YOUR GOAL
Lines that contain the string "fragment" are the ones to list; copy all of them from the records.

INPUT RECORDS

impl CssProvider {
    pub fn new() -> Self {
        Self::default()
    }

    fn stylesheet(&self, fragment: &Fragment) -> Arc<Stylesheet> {
        self.stylesheets
            .get_or_insert_with(fragment.uri(), fragment.version(), || parse(fragment.text()))
    }

    /// Preprocessor languages are parsed best effort and not validated.
    fn validates(fragment: &Fragment) -> bool {
        matches!(
            fragment.tag().attribute("lang").or(fragment.tag().attribute("type")),
            None | Some("css") | Some("text/css")
        )
    }

    /// Completion candidates for the block under `offset`, if any.
    fn completion_candidates(text: &str, sheet: &Stylesheet, offset: usize) -> Option<Vec<Candidate>> {
        let rule = sheet
            .rules_at(offset)
            .into_iter()
            .rev()
            .find(|rule| contains(&rule.body, offset))?;
        let segment_start = text[rule.body.start..offset]
            .rfind([';', '{', '}'])
            .map_or(rule.body.start, |p| rule.body.start + p + 1);
        let segment = &text[segment_start..offset];

        let items = match segment.find(':') {
            None => service::PROPERTIES
                .iter()
                .map(|(name, description)| Candidate {
                    label: name.to_string(),
                    kind: CompletionItemKind::PROPERTY,
                    description: Some(*description),
                    is_property: true,
                })
                .collect(),
            Some(colon) => {
                let property = segment[..colon].trim().to_ascii_lowercase();
                let keywords = service::keyword_values(&property)
                    .iter()
                    .chain(service::global_values())
                    .map(|v| Candidate::value(v, CompletionItemKind::VALUE));
                let colors = service::is_color_property(&property)
                    .then(service::named_colors)
                    .unwrap_or_default()
                    .iter()
                    .map(|v| Candidate::value(v, CompletionItemKind::COLOR));
                keywords.chain(colors).collect()
            }
        };
        Some(items)
    }

    fn selection_chain(sheet: &Stylesheet, len: usize, offset: usize) -> Vec<Range<usize>> {
        let mut spans = vec![0..len];
        let rules = sheet.rules_at(offset);
        for rule in &rules {
            spans.push(rule.span.clone());
            if contains(&rule.selector_span, offset) {
                spans.push(rule.selector_span.clone());
                break;
            }
            if contains(&rule.body, offset) {
                spans.push(rule.body.clone());
            }
        }
        if let Some(declaration) = rules
            .last()
            .and_then(|rule| rule.declarations.iter().find(|d| contains(&d.span, offset)))
        {
            spans.push(declaration.span.clone());
            if contains(&declaration.property_span, offset) {
                spans.push(declaration.property_span.clone());
            } else if contains(&declaration.value_span, offset) {
                spans.push(declaration.value_span.clone());
            }
        }
        spans.dedup();
        spans
    }
}
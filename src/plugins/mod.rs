//! Built-in providers, one per embedded language.

pub mod css;
pub mod script;
pub mod svelte;

pub use css::CssProvider;
pub use script::{script_provider, GeneratedScriptSelector, ScriptProvider, ScriptTranspiler};
pub use svelte::SvelteProvider;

YOUR SOLUTION
    fn stylesheet(&self, fragment: &Fragment) -> Arc<Stylesheet> {
            .get_or_insert_with(fragment.uri(), fragment.version(), || parse(fragment.text()))
    fn validates(fragment: &Fragment) -> bool {
            fragment.tag().attribute("lang").or(fragment.tag().attribute("type")),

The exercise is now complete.